Nearly two-thirds of Spaniards want their country’s scandal-hit King Juan Carlos to abdicate, according to a newly released poll.
The survey conducted by pollster Sigma Dos and published by Spanish newspaper, El Mundo, on Sunday showed 62 percent of the respondents are in favor of Carlos stepping down.
In addition, the poll revealed that fewer than half of the respondents, or 41 percent, support the monarchy in general.
However, the poll also showed a majority believe that the king’s son, Felipe, could restore the royal family’s prestige.
The survey comes at a time when there have been rumors of Carlos abdicating as he in November has underwent his ninth operation since May 2010. The palace has firmly denied that the monarch is considering stepping down.
Carlos has also seen his popularity plunge over the past three years due to a number of scandals that have hit the royal family.
Last year, he was criticized for a lavish elephant-hunting trip to Africa in 2012 while his citizens were struggling with a steep recession and record-high unemployment.

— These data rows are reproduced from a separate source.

//! Reusable UI widgets
//!
//! Contains the building blocks of the converter row:
//! - Labelled fields (currency selectors, amount fields)
//! - Push button and radio buttons
//! - Dropdown list popup
//! - Status bar

use crate::ui::Theme;
use ratatui::{
    layout::{Alignment, Constraint, Flex, Layout, Rect},
    text::{Line, Span},
    widgets::{Block, Borders, Clear, List, ListItem, ListState, Paragraph},
    Frame,
};

/// Render a bordered field with a title and a single value line
pub fn render_field(
    frame: &mut Frame,
    title: &str,
    value: &str,
    focused: bool,
    theme: &Theme,
    area: Rect,
) {
    let block = Block::default()
        .title(format!(" {} ", title))
        .title_style(if focused { theme.title() } else { theme.text_dim() })
        .borders(Borders::ALL)
        .border_style(theme.border_for(focused))
        .style(theme.field());

    let field = Paragraph::new(Line::from(value.to_string()))
        .style(theme.field())
        .alignment(Alignment::Right)
        .block(block);

    frame.render_widget(field, area);
}

/// Render a push button
pub fn render_button(
    frame: &mut Frame,
    label: &str,
    focused: bool,
    theme: &Theme,
    area: Rect,
) {
    let block = Block::default()
        .borders(Borders::ALL)
        .border_style(theme.border_for(focused))
        .style(theme.text());

    let button = Paragraph::new(Line::styled(format!(" {} ", label), theme.button()))
        .alignment(Alignment::Center)
        .block(block);

    frame.render_widget(button, area);
}

/// Render a radio button, `(•)` when checked
pub fn render_radio(
    frame: &mut Frame,
    label: &str,
    checked: bool,
    focused: bool,
    theme: &Theme,
    area: Rect,
) {
    let mark = if checked { "(•) " } else { "( ) " };
    let mark_style = if checked { theme.title() } else { theme.text_dim() };

    let block = Block::default()
        .borders(Borders::ALL)
        .border_style(theme.border_for(focused))
        .style(theme.text());

    let radio = Paragraph::new(Line::from(vec![
        Span::styled(mark, mark_style),
        Span::styled(label.to_string(), theme.text()),
    ]))
    .block(block);

    frame.render_widget(radio, area);
}

/// Render a dropdown list of currency codes below (or over) its selector
pub fn render_dropdown(
    frame: &mut Frame,
    title: &str,
    items: &[String],
    cursor: usize,
    theme: &Theme,
    anchor: Rect,
    screen: Rect,
) {
    let height = (items.len() as u16 + 2)
        .min(12)
        .min(screen.height.saturating_sub(anchor.y + anchor.height))
        .max(3);
    let y = if anchor.y + anchor.height + height <= screen.y + screen.height {
        anchor.y + anchor.height
    } else {
        anchor.y
    };

    let popup_area = Rect {
        x: anchor.x,
        y,
        width: anchor.width.max(12).min(screen.width.saturating_sub(anchor.x)),
        height,
    }
    .intersection(screen);

    if popup_area.is_empty() {
        return;
    }

    // Clear the area behind the popup
    frame.render_widget(Clear, popup_area);

    let list_items: Vec<ListItem> = items
        .iter()
        .map(|code| ListItem::new(Line::from(format!(" {}", code))))
        .collect();

    let list = List::new(list_items)
        .block(
            Block::default()
                .title(format!(" {} ", title))
                .title_style(theme.title())
                .borders(Borders::ALL)
                .border_style(theme.border_focused())
                .style(theme.text()),
        )
        .style(theme.text())
        .highlight_style(theme.selected());

    let mut state = ListState::default();
    state.select(Some(cursor));

    frame.render_stateful_widget(list, popup_area, &mut state);
}

/// Render status bar at bottom
pub fn render_status_bar(
    frame: &mut Frame,
    left_content: &str,
    right_content: &str,
    theme: &Theme,
    area: Rect,
) {
    if area.is_empty() {
        return;
    }

    let status_area = Rect {
        x: area.x,
        y: area.y + area.height.saturating_sub(1),
        width: area.width,
        height: 1,
    };

    // Clear the line first
    frame.render_widget(Clear, status_area);

    let left_widget = Paragraph::new(left_content)
        .style(theme.text_dim());

    let right_len = right_content.len() as u16;
    let right_area = Rect {
        x: status_area.x + status_area.width.saturating_sub(right_len + 1),
        y: status_area.y,
        width: (right_len + 1).min(status_area.width),
        height: 1,
    };
    let right_widget = Paragraph::new(right_content)
        .style(theme.text_dim());

    frame.render_widget(left_widget, status_area);
    frame.render_widget(right_widget, right_area);
}

/// Helper: Create a centered rect of given size
pub fn centered_rect(width: u16, height: u16, area: Rect) -> Rect {
    let x = area.x + (area.width.saturating_sub(width)) / 2;
    let y = area.y + (area.height.saturating_sub(height)) / 2;
    Rect { x, y, width, height }
}

/// Helper: Create a left-packed horizontal layout with given fixed widths
pub fn horizontal_row(area: Rect, widths: &[u16]) -> Vec<Rect> {
    let constraints: Vec<Constraint> = widths
        .iter()
        .map(|w| Constraint::Length(*w))
        .collect();

    Layout::horizontal(constraints)
        .flex(Flex::Start)
        .split(area)
        .to_vec()
}

#[cfg(test)]
mod tests {
    use super::*;

    #[test]
    fn test_centered_rect() {
        let area = Rect::new(0, 0, 100, 50);
        let popup = centered_rect(40, 20, area);

        assert_eq!(popup.x, 30);
        assert_eq!(popup.y, 15);
        assert_eq!(popup.width, 40);
        assert_eq!(popup.height, 20);
    }

    #[test]
    fn test_horizontal_row() {
        let area = Rect::new(0, 0, 100, 3);
        let cells = horizontal_row(area, &[10, 12, 10]);

        assert_eq!(cells.len(), 3);
        assert_eq!(cells[0].width, 10);
        assert_eq!(cells[1].x, 10);
        assert_eq!(cells[1].width, 12);
        assert_eq!(cells[2].x, 22);
        assert_eq!(cells[2].width, 10);
    }
}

Another reason for the declining support for the Spanish king is a corruption scandal centered on his son-in-law, Inaki Urdangarin.
Since 2011, a judge has been investigating alleged embezzlement by Urdangarin, who is the husband of the youngest daughter of Carlos, Cristina.
The judge is set to rule on whether to summon Cristina herself as a formal suspect for alleged tax evasion and money laundering.